What is required
Would you repeat all the lines below, exactly as they stand?

• • • • • • •

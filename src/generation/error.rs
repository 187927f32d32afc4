//! Error types for the generation drivers

use super::flashcard::FlashcardDeck;
use crate::text::chunking::ChunkingError;

/// Failures surfaced by a generation collaborator or by the drivers around it
#[derive(thiserror::Error, Debug)]
pub enum GenerationError {
    #[error("No content to process")]
    EmptyInput,

    #[error("Content blocked by safety filters: {0}")]
    Safety(String),

    #[error("Generation service error: {0}")]
    Service(String),

    #[error("Malformed generator output: {0}")]
    MalformedOutput(String),

    #[error("No flashcards could be generated from the text")]
    NoFlashcards,

    /// A later chunk failed; cards from the chunks before it are kept
    #[error("Flashcard generation stopped early: {source}")]
    PartialDeck {
        deck: FlashcardDeck,
        #[source]
        source: Box<GenerationError>,
    },

    #[error("Chunking error: {0}")]
    Chunking(#[from] ChunkingError),

    #[error(transparent)]
    Internal(#[from] anyhow::Error),
}

/// Result type for generation operations
pub type Result<T> = std::result::Result<T, GenerationError>;

impl GenerationError {
    pub fn safety<S: Into<String>>(msg: S) -> Self {
        Self::Safety(msg.into())
    }

    pub fn service<S: Into<String>>(msg: S) -> Self {
        Self::Service(msg.into())
    }

    pub fn malformed_output<S: Into<String>>(msg: S) -> Self {
        Self::MalformedOutput(msg.into())
    }

    /// Classify a raw service message; safety rejections mention `SAFETY`
    pub fn from_service_message<S: Into<String>>(msg: S) -> Self {
        let msg = msg.into();
        if msg.contains("SAFETY") {
            Self::Safety(msg)
        } else {
            Self::Service(msg)
        }
    }

    /// Whether the content was rejected rather than the call failing
    pub fn is_safety(&self) -> bool {
        match self {
            Self::Safety(_) => true,
            Self::PartialDeck { source, .. } => source.is_safety(),
            _ => false,
        }
    }

    /// Cards generated before the failure, if any
    pub fn partial_deck(&self) -> Option<&FlashcardDeck> {
        match self {
            Self::PartialDeck { deck, .. } => Some(deck),
            _ => None,
        }
    }

    /// Get error category for logging
    pub fn category(&self) -> &'static str {
        match self {
            Self::EmptyInput => "input",
            Self::Safety(_) => "safety",
            Self::Service(_) => "service",
            Self::MalformedOutput(_) => "output",
            Self::NoFlashcards => "output",
            Self::PartialDeck { source, .. } => source.category(),
            Self::Chunking(_) => "chunking",
            Self::Internal(_) => "internal",
        }
    }
}

impl From<serde_json::Error> for GenerationError {
    fn from(err: serde_json::Error) -> Self {
        Self::MalformedOutput(err.to_string())
    }
}
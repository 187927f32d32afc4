//! Word-bounded text chunking for language-model context windows
//!
//! Long input is split into paragraph-aligned chunks between a minimum and a
//! maximum word count, so that each chunk can be sent to the generation
//! service on its own and the results stitched back together afterwards.

pub mod chunker;
pub mod config;
pub mod error;
pub mod types;

// Re-export main public interfaces
pub use chunker::{WordChunker, split_text_for_flashcards, split_text_into_chunks};
pub use config::{
    ChunkingStatistics, FLASHCARD_MAX_CHUNK_WORDS, MAX_CHUNK_WORDS, MIN_CHUNK_WORDS,
    WordChunkingConfig,
};
pub use error::{ChunkingError, Result};
pub use types::{ChunkType, TextChunk};
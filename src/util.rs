pub mod encoding;
pub mod id_generator;
pub mod tracing;
use anyhow::{Context, Result, anyhow};
use encoding::DecoderTrap;
use encoding::label::encoding_from_whatwg_label;
use std::path::Path;

const UTF8_BOM: &[u8] = b"\xEF\xBB\xBF";

/// Read input text of unknown charset into a UTF-8 string.
///
/// Undecodable bytes are dropped.
pub fn decode_to_utf8<R>(input: &mut R) -> Result<String>
where
    R: std::io::Read,
{
    let mut buf: Vec<u8> = Vec::new();
    input
        .read_to_end(&mut buf)
        .context("Could not read input text")?;

    decode_bytes_to_utf8(&buf)
}

pub fn read_text_file(path: impl AsRef<Path>) -> Result<String> {
    let path = path.as_ref();
    let mut file =
        std::fs::File::open(path).with_context(|| format!("Could not open {:?}", path))?;
    decode_to_utf8(&mut file)
}

pub fn decode_bytes_to_utf8(input: &[u8]) -> Result<String> {
    let input = input.strip_prefix(UTF8_BOM).unwrap_or(input);
    // most input is already utf-8; chardet is unreliable on short arabic text
    if let Ok(text) = std::str::from_utf8(input) {
        return Ok(text.to_string());
    }

    // (charset, confidence, language)
    let detected = chardet::detect(input);
    tracing::debug!(
        "detected charset {} (confidence {:.2})",
        detected.0,
        detected.1
    );

    let coder = encoding_from_whatwg_label(chardet::charset2encoding(&detected.0));
    match coder {
        Some(c) => c
            .decode(input, DecoderTrap::Ignore)
            .map_err(|e| anyhow!("decode error: {:?}", e)),
        None => Err(anyhow!("cannot find character encodings: {:?}", &detected)),
    }
}

#[cfg(test)]
mod tests {
    use super::*;
    use std::io::Write;

    #[test]
    fn test_utf8_passthrough() {
        let text = "النص العربي\n\nsecond paragraph";
        assert_eq!(decode_bytes_to_utf8(text.as_bytes()).unwrap(), text);

        let mut with_bom = UTF8_BOM.to_vec();
        with_bom.extend_from_slice("مرحبا".as_bytes());
        assert_eq!(decode_bytes_to_utf8(&with_bom).unwrap(), "مرحبا");
    }

    #[test]
    fn test_latin1_input() {
        // "café" in iso-8859-1 is not valid utf-8
        let sentence = b"Le caf\xe9 est tr\xe8s chaud et la cr\xe8me est d\xe9licieuse. ";
        let input = sentence.repeat(20);
        assert!(std::str::from_utf8(&input).is_err());

        let decoded = decode_bytes_to_utf8(&input).unwrap();
        assert!(decoded.contains("Le caf"));
        assert!(decoded.contains(" est "));
    }

    #[test]
    fn test_read_text_file() {
        let mut file = tempfile::NamedTempFile::new().unwrap();
        write!(file, "first\n\nsecond").unwrap();
        file.flush().unwrap();

        let text = read_text_file(file.path()).unwrap();
        assert_eq!(text, "first\n\nsecond");

        assert!(read_text_file(file.path().with_extension("missing")).is_err());
    }
}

• • • • • • •

Exercise response
filename src/generation/error.rs
repository 187927f32d32afc4
//! Error types for the generation drivers

use super::flashcard::FlashcardDeck;
use crate::text::chunking::ChunkingError;

/// Failures surfaced by a generation collaborator or by the drivers around it
#[derive(thiserror::Error, Debug)]
pub enum GenerationError {
    #[error("No content to process")]
    EmptyInput,

    #[error("Content blocked by safety filters: {0}")]
    Safety(String),

    #[error("Generation service error: {0}")]
    Service(String),

    #[error("Malformed generator output: {0}")]
    MalformedOutput(String),

    #[error("No flashcards could be generated from the text")]
    NoFlashcards,

    /// A later chunk failed; cards from the chunks before it are kept
    #[error("Flashcard generation stopped early: {source}")]
    PartialDeck {
        deck: FlashcardDeck,
        #[source]
        source: Box<GenerationError>,
    },

    #[error("Chunking error: {0}")]
    Chunking(#[from] ChunkingError),

    #[error(transparent)]
    Internal(#[from] anyhow::Error),
}

/// Result type for generation operations
pub type Result<T> = std::result::Result<T, GenerationError>;

impl GenerationError {
    pub fn safety<S: Into<String>>(msg: S) -> Self {
        Self::Safety(msg.into())
    }

    pub fn service<S: Into<String>>(msg: S) -> Self {
        Self::Service(msg.into())
    }

    pub fn malformed_output<S: Into<String>>(msg: S) -> Self {
        Self::MalformedOutput(msg.into())
    }

    /// Classify a raw service message; safety rejections mention `SAFETY`
    pub fn from_service_message<S: Into<String>>(msg: S) -> Self {
        let msg = msg.into();
        if msg.contains("SAFETY") {
            Self::Safety(msg)
        } else {
            Self::Service(msg)
        }
    }

    /// Whether the content was rejected rather than the call failing
    pub fn is_safety(&self) -> bool {
        match self {
            Self::Safety(_) => true,
            Self::PartialDeck { source, .. } => source.is_safety(),
            _ => false,
        }
    }

    /// Cards generated before the failure, if any
    pub fn partial_deck(&self) -> Option<&FlashcardDeck> {
        match self {
            Self::PartialDeck { deck, .. } => Some(deck),
            _ => None,
        }
    }

    /// Get error category for logging
    pub fn category(&self) -> &'static str {
        match self {
            Self::EmptyInput => "input",
            Self::Safety(_) => "safety",
            Self::Service(_) => "service",
            Self::MalformedOutput(_) => "output",
            Self::NoFlashcards => "output",
            Self::PartialDeck { source, .. } => source.category(),
            Self::Chunking(_) => "chunking",
            Self::Internal(_) => "internal",
        }
    }
}

impl From<serde_json::Error> for GenerationError {
    fn from(err: serde_json::Error) -> Self {
        Self::MalformedOutput(err.to_string())
    }
}
repository 187927f32d32afc4
//! Word-bounded text chunking for language-model context windows
//!
//! Long input is split into paragraph-aligned chunks between a minimum and a
//! maximum word count, so that each chunk can be sent to the generation
//! service on its own and the results stitched back together afterwards.

pub mod chunker;
pub mod config;
pub mod error;
pub mod types;

// Re-export main public interfaces
pub use chunker::{WordChunker, split_text_for_flashcards, split_text_into_chunks};
pub use config::{
    ChunkingStatistics, FLASHCARD_MAX_CHUNK_WORDS, MAX_CHUNK_WORDS, MIN_CHUNK_WORDS,
    WordChunkingConfig,
};
pub use error::{ChunkingError, Result};
pub use types::{ChunkType, TextChunk};
filename src/util.rs
pub mod encoding;
pub mod id_generator;
pub mod tracing;
use anyhow::{Context, Result, anyhow};
use encoding::DecoderTrap;
use encoding::label::encoding_from_whatwg_label;
use std::path::Path;

const UTF8_BOM: &[u8] = b"\xEF\xBB\xBF";

/// Read input text of unknown charset into a UTF-8 string.
///
/// Undecodable bytes are dropped.
pub fn decode_to_utf8<R>(input: &mut R) -> Result<String>
where
    R: std::io::Read,
{
    let mut buf: Vec<u8> = Vec::new();
    input
        .read_to_end(&mut buf)
        .context("Could not read input text")?;

    decode_bytes_to_utf8(&buf)
}

pub fn read_text_file(path: impl AsRef<Path>) -> Result<String> {
    let path = path.as_ref();
    let mut file =
        std::fs::File::open(path).with_context(|| format!("Could not open {:?}", path))?;
    decode_to_utf8(&mut file)
}

pub fn decode_bytes_to_utf8(input: &[u8]) -> Result<String> {
    let input = input.strip_prefix(UTF8_BOM).unwrap_or(input);
    // most input is already utf-8; chardet is unreliable on short arabic text
    if let Ok(text) = std::str::from_utf8(input) {
        return Ok(text.to_string());
    }

    // (charset, confidence, language)
    let detected = chardet::detect(input);
    tracing::debug!(
        "detected charset {} (confidence {:.2})",
        detected.0,
        detected.1
    );

    let coder = encoding_from_whatwg_label(chardet::charset2encoding(&detected.0));
    match coder {
        Some(c) => c
            .decode(input, DecoderTrap::Ignore)
            .map_err(|e| anyhow!("decode error: {:?}", e)),
        None => Err(anyhow!("cannot find character encodings: {:?}", &detected)),
    }
}

#[cfg(test)]
mod tests {
    use super::*;
    use std::io::Write;

    #[test]
    fn test_utf8_passthrough() {
        let text = "النص العربي\n\nsecond paragraph";
        assert_eq!(decode_bytes_to_utf8(text.as_bytes()).unwrap(), text);

        let mut with_bom = UTF8_BOM.to_vec();
        with_bom.extend_from_slice("مرحبا".as_bytes());
        assert_eq!(decode_bytes_to_utf8(&with_bom).unwrap(), "مرحبا");
    }

    #[test]
    fn test_latin1_input() {
        // "café" in iso-8859-1 is not valid utf-8
        let sentence = b"Le caf\xe9 est tr\xe8s chaud et la cr\xe8me est d\xe9licieuse. ";
        let input = sentence.repeat(20);
        assert!(std::str::from_utf8(&input).is_err());

        let decoded = decode_bytes_to_utf8(&input).unwrap();
        assert!(decoded.contains("Le caf"));
        assert!(decoded.contains(" est "));
    }

    #[test]
    fn test_read_text_file() {
        let mut file = tempfile::NamedTempFile::new().unwrap();
        write!(file, "first\n\nsecond").unwrap();
        file.flush().unwrap();

        let text = read_text_file(file.path()).unwrap();
        assert_eq!(text, "first\n\nsecond");

        assert!(read_text_file(file.path().with_extension("missing")).is_err());
    }
}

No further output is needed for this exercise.